_TASK DIRECTIONS_. Copy all the lines of the data that include the word "false".

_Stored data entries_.
§ §

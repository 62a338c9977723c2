//! Share-link endpoints (C11): mint a short code for a message, resolve one
//! back, both backed by [`crate::share`].

use std::sync::Arc;

use axum::extract::{ConnectInfo, Path, State};
use axum::http::HeaderMap;
use axum::Json;
use chrono::Utc;
use meshrank_protocol::{ShareCode, ShareResolution};
use std::net::SocketAddr;

use crate::error::{AppError, AppResult};
use crate::http::util;
use crate::share;
use crate::state::AppState;

fn client_ip(headers: &HeaderMap, connect_info: Option<&SocketAddr>) -> String {
    headers
        .get("x-forwarded-for")
        .and_then(|v| v.to_str().ok())
        .and_then(|v| v.split(',').next())
        .map(|v| v.trim().to_owned())
        .or_else(|| connect_info.map(|a| a.ip().to_string()))
        .unwrap_or_else(|| "unknown".to_owned())
}

/// `POST /api/routes/:id/share`: mint (or reuse) a share code for a message.
/// Requires a session; anyone signed in may share a route they can already see.
pub async fn create_share(
    State(state): State<Arc<AppState>>,
    Path(message_id): Path<String>,
    headers: HeaderMap,
) -> AppResult<Json<ShareCode>> {
    let storage = state.storage.clone();
    let row = tokio::task::spawn_blocking(move || -> AppResult<crate::share::ShareCodeRow> {
        let db = storage.db.lock().expect("db mutex poisoned");
        util::current_session(db.conn(), &headers)?;
        Ok(share::allocate_share_code(db.conn(), &message_id, Utc::now())?)
    })
    .await
    .map_err(|e| AppError::Internal(format!("create_share task panicked: {e}")))??;

    Ok(Json(ShareCode {
        code: row.code,
        message_hash: row.message_id,
        created_at: row.created_at,
        expires_at: row.expires_at,
    }))
}

/// `GET /api/share/:code`: resolve a share code to the canonical message
/// and its filtered route/observers (§4.11). Rate-limited per IP; expired
/// codes are deleted on read and reported as 410.
pub async fn resolve_share(
    State(state): State<Arc<AppState>>,
    Path(code): Path<String>,
    headers: HeaderMap,
    connect_info: Option<ConnectInfo<SocketAddr>>,
) -> AppResult<Json<ShareResolution>> {
    let ip = client_ip(&headers, connect_info.as_ref().map(|c| &c.0));
    let now = Utc::now();

    let storage = state.storage.clone();
    let row = tokio::task::spawn_blocking(move || -> AppResult<Option<crate::share::ShareCodeRow>> {
        let db = storage.db.lock().expect("db mutex poisoned");
        Ok(share::resolve_code(db.conn(), &code)?)
    })
    .await
    .map_err(|e| AppError::Internal(format!("resolve_share task panicked: {e}")))??;

    let is_miss = row.is_none();
    if state.share_rate_limiter.check(&ip, now, is_miss).is_err() {
        return Err(AppError::RateLimited);
    }

    let row = row.ok_or_else(|| AppError::NotFound("share code not found".to_owned()))?;

    let expires_at = chrono::DateTime::parse_from_rfc3339(&row.expires_at)
        .map(|dt| dt.with_timezone(&Utc))
        .unwrap_or(now);
    if expires_at <= now {
        let code = row.code.clone();
        let storage = state.storage.clone();
        tokio::task::spawn_blocking(move || {
            let db = storage.db.lock().expect("db mutex poisoned");
            let _ = share::delete_code(db.conn(), &code);
        })
        .await
        .map_err(|e| AppError::Internal(format!("share cleanup task panicked: {e}")))?;
        return Err(AppError::Gone("share code expired".to_owned()));
    }

    let storage = state.storage.clone();
    let hits = state.observer_hits.snapshot();
    let devices = storage.read_devices()?;
    let message_hash = row.message_id.clone();
    let view = tokio::task::spawn_blocking(move || -> AppResult<Option<meshrank_protocol::MessageView>> {
        let db = storage.db.lock().expect("db mutex poisoned");
        let Some(message_row) = crate::storage::messages::find_message(db.conn(), &message_hash)? else {
            return Ok(None);
        };
        let agg = crate::storage::messages::read_message_observer_agg(
            db.conn(),
            std::slice::from_ref(&message_hash),
        )?;
        Ok(Some(crate::assembler::assemble(
            &message_row,
            agg.get(&message_hash),
            &hits,
            &devices,
        )))
    })
    .await
    .map_err(|e| AppError::Internal(format!("resolve_share task panicked: {e}")))??;

    let message = view.ok_or_else(|| AppError::NotFound("message not found".to_owned()))?;

    Ok(Json(ShareResolution {
        code: row.code,
        created_at: row.created_at,
        expires_at: row.expires_at,
        message,
    }))
}

#[cfg(test)]
mod tests {
    use super::*;
    use crate::config::Config;
    use crate::db::Db;
    use crate::storage::Storage;

    fn test_state() -> Arc<AppState> {
        let config = Config::from_env_with(|_| None).unwrap();
        let db = Db::open_in_memory(false).unwrap();
        let dir = tempfile::tempdir().unwrap();
        let storage = Storage::new(db, dir.path());
        Arc::new(AppState::new(config, storage, dir.path().join("observer.ndjson")))
    }

    #[tokio::test]
    async fn resolve_share_returns_404_for_unknown_code() {
        let state = test_state();
        let err = resolve_share(State(state), Path("99999".into()), HeaderMap::new(), None)
            .await
            .unwrap_err();
        assert!(matches!(err, AppError::NotFound(_)));
    }

    #[tokio::test]
    async fn resolve_share_includes_the_canonical_message() {
        let state = test_state();
        let code = {
            let db = state.storage.db.lock().unwrap();
            db.conn()
                .execute(
                    "INSERT INTO messages (message_hash, frame_hash, channel_name, sender, body, ts, \
                     path_length, repeats) VALUES ('M1', 'F1', '#general', 'node1', 'hi', \
                     '2026-01-01T00:00:00Z', 0, 0)",
                    [],
                )
                .unwrap();
            share::allocate_share_code(db.conn(), "M1", Utc::now()).unwrap().code
        };

        let Json(resolution) = resolve_share(State(state), Path(code), HeaderMap::new(), None)
            .await
            .unwrap();
        assert_eq!(resolution.message.message_hash, "M1");
        assert_eq!(resolution.message.channel_name, "#general");
    }

    #[tokio::test]
    async fn create_share_requires_a_session() {
        let state = test_state();
        let err = create_share(State(state), Path("MSG1".into()), HeaderMap::new())
            .await
            .unwrap_err();
        assert!(matches!(err, AppError::Unauthorized));
    }
}
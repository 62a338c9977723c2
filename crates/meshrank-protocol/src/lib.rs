//! meshrank-protocol: wire types shared between the HTTP/SSE surface, the
//! storage façade, and the rank engines.
//!
//! All WebSocket/SSE discriminated payloads use a top-level `type` field for
//! tagged deserialization, mirroring the `kind`-tagged union convention this
//! service's surface follows.

pub mod device;
pub mod http_error;
pub mod message;
pub mod ndjson;
pub mod rank;
pub mod share;
pub mod sse_event;

pub use device::{Device, DeviceFlags, Observer};
pub use http_error::HttpErrorEnvelope;
pub use message::{Channel, Message, MessageObserver, MessageView, PathPoint};
pub use rank::{
    ExcludedRepeater, MeshScoreDay, MeshScoreSeries, ObserverRankItem, Quality, RankCache,
    RankItem, RelationKind, RepeatEvidence, ScoreColor, ZeroHopNeighborDetail,
};
pub use share::{ShareCode, ShareResolution};
pub use sse_event::{PacketUpdate, SseEvent};

pub use meshrank_geo::Gps;
/// Recompute the rolling daily meshscore (C7): today's datapoint is derived
/// fresh from `messages`/`devices`/`channels_catalog`, persisted into
/// `meshscore_daily`, and folded into the last two weeks read back from it.
pub async fn refresh_meshscore(state: &Arc<AppState>) {
    let storage = state.storage.clone();
    let result = tokio::task::spawn_blocking(move || -> Result<MeshScoreSeries, crate::db::DbError> {
        let devices = storage.read_devices()?;
        let db = storage.db.lock().expect("db mutex poisoned");
        let conn = db.conn();

        let today = Utc::now().date_naive();
        let day_start = today.and_hms_opt(0, 0, 0).unwrap().and_utc().to_rfc3339();
        let day_end = (today + chrono::Duration::days(1))
            .and_hms_opt(0, 0, 0)
            .unwrap()
            .and_utc()
            .to_rfc3339();

        let (unique_messages, total_repeats): (u64, u64) = conn.query_row(
            "SELECT count(*), coalesce(sum(repeats), 0) FROM messages WHERE ts >= ?1 AND ts < ?2",
            rusqlite::params![day_start, day_end],
            |row| Ok((row.get::<_, i64>(0)? as u64, row.get::<_, i64>(1)? as u64)),
        )?;

        let repeaters_total = devices.by_pub.values().filter(|d| d.is_repeater).count() as u32;
        let cutoff_ms = Utc::now().timestamp_millis() - repeater::ACTIVE_WINDOW_HOURS * 3_600_000;
        let repeaters_active_24h = devices
            .by_pub
            .values()
            .filter(|d| d.is_repeater)
            .filter(|d| d.last_advert_heard_ms.map(|ms| ms >= cutoff_ms).unwrap_or(false))
            .count() as u32;

        let count_group = |grp: &str| -> Result<u32, crate::db::DbError> {
            Ok(conn.query_row(
                "SELECT count(*) FROM channels_catalog WHERE grp = ?1",
                [grp],
                |row| row.get(0),
            )?)
        };
        let rooms = count_group("room")?;
        let chats = count_group("chat")?;
        let companions = count_group("companion")?;

        let today_point = meshscore::compute_day(&DayInputs {
            day: today,
            unique_messages,
            total_repeats,
            repeaters_active_24h,
            repeaters_total,
            rooms,
            chats,
            companions,
        });

        let avg_repeats = if unique_messages > 0 {
            total_repeats as f64 / unique_messages as f64
        } else {
            0.0
        };
        let updated_at = Utc::now().to_rfc3339();
        conn.execute(
            "INSERT INTO meshscore_daily (day, score, messages, avg_repeats, updated_at) \
             VALUES (?1, ?2, ?3, ?4, ?5) \
             ON CONFLICT(day) DO UPDATE SET score = excluded.score, messages = excluded.messages, \
                avg_repeats = excluded.avg_repeats, updated_at = excluded.updated_at",
            rusqlite::params![today.to_string(), today_point.score, unique_messages as i64, avg_repeats, updated_at],
        )?;

        let mut stmt =
            conn.prepare("SELECT day, score, messages FROM meshscore_daily ORDER BY day DESC LIMIT 14")?;
        let rows = stmt.query_map([], |row| {
            let day_str: String = row.get(0)?;
            Ok((day_str, row.get::<_, f64>(1)?, row.get::<_, i64>(2)? as u64))
        })?;
        let mut days: Vec<MeshScoreDay> = rows
            .collect::<Result<Vec<_>, _>>()?
            .into_iter()
            .map(|(day_str, score, messages)| MeshScoreDay {
                day: chrono::NaiveDate::parse_from_str(&day_str, "%Y-%m-%d").unwrap_or(today),
                score,
                active_repeaters: if day_str == today.to_string() { repeaters_active_24h } else { 0 },
                active_observers: 0,
                messages,
            })
            .collect();
        days.reverse();

        Ok(MeshScoreSeries {
            current: today_point.score,
            updated_at,
            days,
        })
    })
    .await;

    if let Ok(Ok(series)) = result {
        state.publish_meshscore(series.clone());
        state.broadcast_dashboard(SseEvent::RanksUpdated {
            repeater_rank: repeater_rank_snapshot(state),
            observer_rank: (*state.observer_rank.read().expect("poisoned").clone().unwrap_or_default()).clone(),
            meshscore: series,
        });
    }
}

fn repeater_rank_snapshot(state: &Arc<AppState>) -> RankCache {
    (*state.repeater_rank.read().expect("poisoned").clone().unwrap_or_else(|| {
        Arc::new(RankCache {
            updated_at: Utc::now().to_rfc3339(),
            count: 0,
            items: vec![],
            excluded: vec![],
        })
    }))
    .clone()
}

fn meshscore_snapshot(state: &Arc<AppState>) -> MeshScoreSeries {
    (*state.meshscore.read().expect("poisoned").clone().unwrap_or_else(|| {
        Arc::new(MeshScoreSeries {
            current: 0.0,
            updated_at: Utc::now().to_rfc3339(),
            days: vec![],
        })
    }))
    .clone()
}

/// Persist the current repeater rank cache into `current_repeaters` (the
/// table the admin UI queries directly) and append one `repeater_rank_history`
/// sample, so the history chart has something to read even between full
/// `refresh_repeater_rank` recomputations.
pub async fn update_stored_repeater_scores(state: &Arc<AppState>) {
    let Some(cache) = state.repeater_rank.read().expect("repeater rank lock poisoned").clone() else {
        return;
    };
    let storage = state.storage.clone();
    let _ = tokio::task::spawn_blocking(move || -> Result<(), crate::db::DbError> {
        let db = storage.db.lock().expect("db mutex poisoned");
        let conn = db.conn();
        let now = Utc::now().to_rfc3339();
        for item in &cache.items {
            let color = format!("{:?}", item.color).to_lowercase();
            let quality = format!("{:?}", item.quality).to_lowercase();
            conn.execute(
                "INSERT INTO current_repeaters \
                    (pub, name, score, color, quality, stale, is_live, last_seen, updated_at) \
                 VALUES (?1, ?2, ?3, ?4, ?5, ?6, 1, ?7, ?8) \
                 ON CONFLICT(pub) DO UPDATE SET \
                    name = excluded.name, score = excluded.score, color = excluded.color, \
                    quality = excluded.quality, stale = excluded.stale, is_live = 1, \
                    last_seen = excluded.last_seen, updated_at = excluded.updated_at",
                rusqlite::params![
                    item.pub_key,
                    item.name,
                    item.score,
                    color,
                    quality,
                    item.stale as i64,
                    item.last_seen,
                    now,
                ],
            )?;
        }
        let active = cache.items.iter().filter(|i| !i.stale).count() as i64;
        conn.execute(
            "INSERT INTO repeater_rank_history (recorded_at, total, active, total24h, cached_at) \
             VALUES (?1, ?2, ?3, ?4, ?5)",
            rusqlite::params![now, cache.count as i64, active, cache.count as i64, now],
        )?;
        Ok(())
    })
    .await;
}

/// Broadcasts the periodic counters tick (§4.9, every 10s): ingest total
/// plus how many repeaters/observers are currently active, read straight off
/// the published rank snapshots rather than re-querying the DB.
pub async fn broadcast_counters(state: &Arc<AppState>) {
    let repeaters_active = state
        .repeater_rank
        .read()
        .expect("repeater rank lock poisoned")
        .as_ref()
        .map(|c| c.items.iter().filter(|i| !i.stale).count() as u32)
        .unwrap_or(0);
    let observers_active = state
        .observer_rank
        .read()
        .expect("observer rank lock poisoned")
        .as_ref()
        .map(|items| items.iter().filter(|i| !i.offline).count() as u32)
        .unwrap_or(0);

    state.broadcast_dashboard(SseEvent::CountersUpdated {
        ingested_total: state.ingested_total.load(std::sync::atomic::Ordering::Relaxed).max(0) as u64,
        observers_active,
        repeaters_active,
    });
}

/// Broadcasts the periodic health tick (§4.9, every 12s): a cheap DB
/// round-trip stands in for the liveness check the `/api/health` endpoint
/// also performs.
pub async fn broadcast_health(state: &Arc<AppState>) {
    let storage = state.storage.clone();
    let healthy = tokio::task::spawn_blocking(move || {
        let db = storage.db.lock().expect("db mutex poisoned");
        db.conn().query_row("SELECT 1", [], |_| Ok(())).is_ok()
    })
    .await
    .unwrap_or(false);

    state.broadcast_dashboard(SseEvent::Health {
        healthy,
        detail: if healthy { "ok".to_owned() } else { "database unreachable".to_owned() },
    });
}

pub async fn sweep_repeater_visibility(state: &Arc<AppState>) {
    let storage = state.storage.clone();
    let _ = tokio::task::spawn_blocking(move || {
        let db = storage.db.lock().expect("db mutex poisoned");
        let cutoff_ms = Utc::now().timestamp_millis() - repeater::ACTIVE_WINDOW_HOURS * 3_600_000;
        db.conn().execute(
            "UPDATE current_repeaters SET visible = 0 \
             WHERE last_advert_heard_ms IS NULL OR last_advert_heard_ms < ?1",
            [cutoff_ms],
        )
    })
    .await;
}
//! Geo primitives shared by the storage façade and the rank engines: GPS
//! validity rules and great-circle distance, factored out of the handlers so
//! both the repeater-rank and observer-rank engines apply the same rules.

use serde::{Deserialize, Serialize};

/// Mean Earth radius in kilometres, matching the constant used throughout the
/// rank engines' 200km/300km/60km distance cutoffs.
pub const EARTH_RADIUS_KM: f64 = 6371.0;

#[derive(Debug, Clone, Copy, PartialEq, Serialize, Deserialize)]
pub struct Gps {
    pub lat: f64,
    pub lon: f64,
}

impl Gps {
    pub fn new(lat: f64, lon: f64) -> Self {
        Self { lat, lon }
    }

    /// A GPS fix is valid iff both coordinates are finite, not exactly (0,0),
    /// and within the normal lat/lon ranges.
    pub fn is_valid(&self) -> bool {
        self.lat.is_finite()
            && self.lon.is_finite()
            && !(self.lat == 0.0 && self.lon == 0.0)
            && self.lat.abs() <= 90.0
            && self.lon.abs() <= 180.0
    }

    /// Great-circle distance to `other`, in kilometres.
    pub fn distance_km(&self, other: &Gps) -> f64 {
        haversine_km(self.lat, self.lon, other.lat, other.lon)
    }
}

/// Haversine great-circle distance between two lat/lon points, in kilometres.
///
/// `haversine_km(a, a) == 0` within floating tolerance and the function is
/// symmetric in its two points.
pub fn haversine_km(lat1: f64, lon1: f64, lat2: f64, lon2: f64) -> f64 {
    let (lat1r, lat2r) = (lat1.to_radians(), lat2.to_radians());
    let dlat = (lat2 - lat1).to_radians();
    let dlon = (lon2 - lon1).to_radians();
    let a = (dlat / 2.0).sin().powi(2) + lat1r.cos() * lat2r.cos() * (dlon / 2.0).sin().powi(2);
    let c = 2.0 * a.sqrt().min(1.0).asin();
    EARTH_RADIUS_KM * c
}

/// Normalises a mesh path hop token to exactly two upper-case hex characters,
/// returning the sentinel `"??"` for anything that doesn't parse as hex.
///
/// Idempotent: `normalize_path_hash(normalize_path_hash(x)) == normalize_path_hash(x)`.
pub fn normalize_path_hash(token: &str) -> String {
    let trimmed = token.trim();
    if trimmed.len() >= 2 && trimmed[..2].chars().all(|c| c.is_ascii_hexdigit()) {
        trimmed[..2].to_ascii_uppercase()
    } else {
        "??".to_owned()
    }
}

/// Derives the two-hex `hashByte` from a 64-hex device public key.
pub fn hash_byte(pub_key: &str) -> String {
    normalize_path_hash(pub_key)
}

#[cfg(test)]
mod tests {
    use super::*;

    #[test]
    fn haversine_same_point_is_zero() {
        assert!(haversine_km(51.5, -0.1, 51.5, -0.1) < 1e-9);
    }

    #[test]
    fn haversine_is_symmetric() {
        let a = haversine_km(51.5, -0.1, 48.8, 2.3);
        let b = haversine_km(48.8, 2.3, 51.5, -0.1);
        assert!((a - b).abs() < 1e-9);
    }

    #[test]
    fn haversine_london_paris_is_roughly_344km() {
        let d = haversine_km(51.5074, -0.1278, 48.8566, 2.3522);
        assert!((300.0..400.0).contains(&d), "got {d}");
    }

    #[test]
    fn gps_zero_zero_is_invalid() {
        assert!(!Gps::new(0.0, 0.0).is_valid());
    }

    #[test]
    fn gps_out_of_range_is_invalid() {
        assert!(!Gps::new(91.0, 0.0).is_valid());
        assert!(!Gps::new(0.0, 181.0).is_valid());
    }

    #[test]
    fn gps_nan_is_invalid() {
        assert!(!Gps::new(f64::NAN, 0.0).is_valid());
    }

    #[test]
    fn gps_valid_point() {
        assert!(Gps::new(51.5, -0.1).is_valid());
    }

    #[test]
    fn normalize_path_hash_upper_cases_and_truncates() {
        assert_eq!(normalize_path_hash("ab"), "AB");
        assert_eq!(normalize_path_hash("abcdef"), "AB");
    }

    #[test]
    fn normalize_path_hash_is_idempotent() {
        let once = normalize_path_hash("aB12");
        let twice = normalize_path_hash(&once);
        assert_eq!(once, twice);
    }

    #[test]
    fn normalize_path_hash_rejects_non_hex() {
        assert_eq!(normalize_path_hash("zz"), "??");
        assert_eq!(normalize_path_hash(""), "??");
        assert_eq!(normalize_path_hash("a"), "??");
    }
}
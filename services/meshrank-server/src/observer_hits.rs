//! Observer-hits index (C2): an incremental tailer over `observer.ndjson`
//! mapping frame/message hashes to the set of observers that heard them.
//!
//! The index is published as an immutable snapshot (`Arc<HashMap<..>>`) so
//! readers never take a lock per lookup and never observe a partially
//! updated map; the background tailer builds a new map each tick and swaps
//! the pointer.

use std::collections::{HashMap, HashSet};
use std::path::PathBuf;
use std::sync::atomic::{AtomicU64, Ordering};
use std::sync::{Arc, RwLock};

use serde::Deserialize;

use crate::ndjson::{self, TailCursor};

#[derive(Debug, Deserialize)]
#[serde(rename_all = "camelCase")]
struct ObserverHitLine {
    #[serde(default)]
    frame_hash: Option<String>,
    #[serde(default, rename = "hash")]
    node_hash: Option<String>,
    #[serde(default)]
    message_hash: Option<String>,
    observer_id: String,
}

pub type HitsMap = HashMap<String, HashSet<String>>;

pub struct ObserverHitsIndex {
    path: PathBuf,
    map: RwLock<Arc<HitsMap>>,
    cursor: AtomicU64,
}

impl ObserverHitsIndex {
    pub fn new(path: PathBuf) -> Self {
        Self {
            path,
            map: RwLock::new(Arc::new(HashMap::new())),
            cursor: AtomicU64::new(0),
        }
    }

    /// A snapshot of the current map. Cheap: an `Arc` clone.
    pub fn snapshot(&self) -> Arc<HitsMap> {
        self.map.read().expect("observer hits map poisoned").clone()
    }

    /// Run one tailer tick: read newly appended lines, fold them into the
    /// published map, and advance the cursor. IO errors abort the tick; the
    /// next tick retries from the same cursor.
    pub fn tick(&self) {
        if !self.path.exists() {
            return;
        }
        let cursor = TailCursor {
            offset: self.cursor.load(Ordering::Acquire),
        };
        let tick = match ndjson::tail(&self.path, cursor) {
            Ok(tick) => tick,
            Err(e) => {
                tracing::warn!(error = %e, path = %self.path.display(), "observer-hits tailer IO error, retrying next tick");
                return;
            }
        };
        if tick.lines.is_empty() && !tick.reset {
            return;
        }
        let parsed: Vec<ObserverHitLine> = ndjson::parse_lines(&tick.lines);

        let mut next: HitsMap = if tick.reset {
            HashMap::new()
        } else {
            (*self.snapshot()).clone()
        };
        for line in parsed {
            for key in [line.frame_hash, line.node_hash, line.message_hash]
                .into_iter()
                .flatten()
            {
                next.entry(key).or_default().insert(line.observer_id.clone());
            }
        }
        *self.map.write().expect("observer hits map poisoned") = Arc::new(next);
        self.cursor.store(tick.next_cursor.offset, Ordering::Release);
    }

    pub fn cursor(&self) -> TailCursor {
        TailCursor {
            offset: self.cursor.load(Ordering::Acquire),
        }
    }
}

#[cfg(test)]
mod tests {
    use super::*;

    #[test]
    fn tick_populates_map_from_new_lines() {
        let dir = tempfile::tempdir().unwrap();
        let path = dir.path().join("observer.ndjson");
        std::fs::write(
            &path,
            "{\"messageHash\":\"ABC\",\"observerId\":\"OBS1\"}\n",
        )
        .unwrap();
        let index = ObserverHitsIndex::new(path);
        index.tick();
        let snap = index.snapshot();
        assert!(snap.get("ABC").unwrap().contains("OBS1"));
    }

    #[test]
    fn every_key_in_map_has_at_least_one_observer() {
        let dir = tempfile::tempdir().unwrap();
        let path = dir.path().join("observer.ndjson");
        std::fs::write(
            &path,
            "{\"frameHash\":\"F1\",\"observerId\":\"OBS1\"}\n{\"frameHash\":\"F2\",\"observerId\":\"OBS2\"}\n",
        )
        .unwrap();
        let index = ObserverHitsIndex::new(path);
        index.tick();
        let snap = index.snapshot();
        for (_, observers) in snap.iter() {
            assert!(!observers.is_empty());
        }
    }

    #[test]
    fn missing_file_is_a_no_op_not_an_error() {
        let index = ObserverHitsIndex::new(PathBuf::from("/nonexistent/observer.ndjson"));
        index.tick();
        assert!(index.snapshot().is_empty());
    }
}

§ §

_ANSWER BOX_.
        let db = Db::open_in_memory(false).unwrap();
            .filter(|d| d.last_advert_heard_ms.map(|ms| ms >= cutoff_ms).unwrap_or(false))
    .unwrap_or(false);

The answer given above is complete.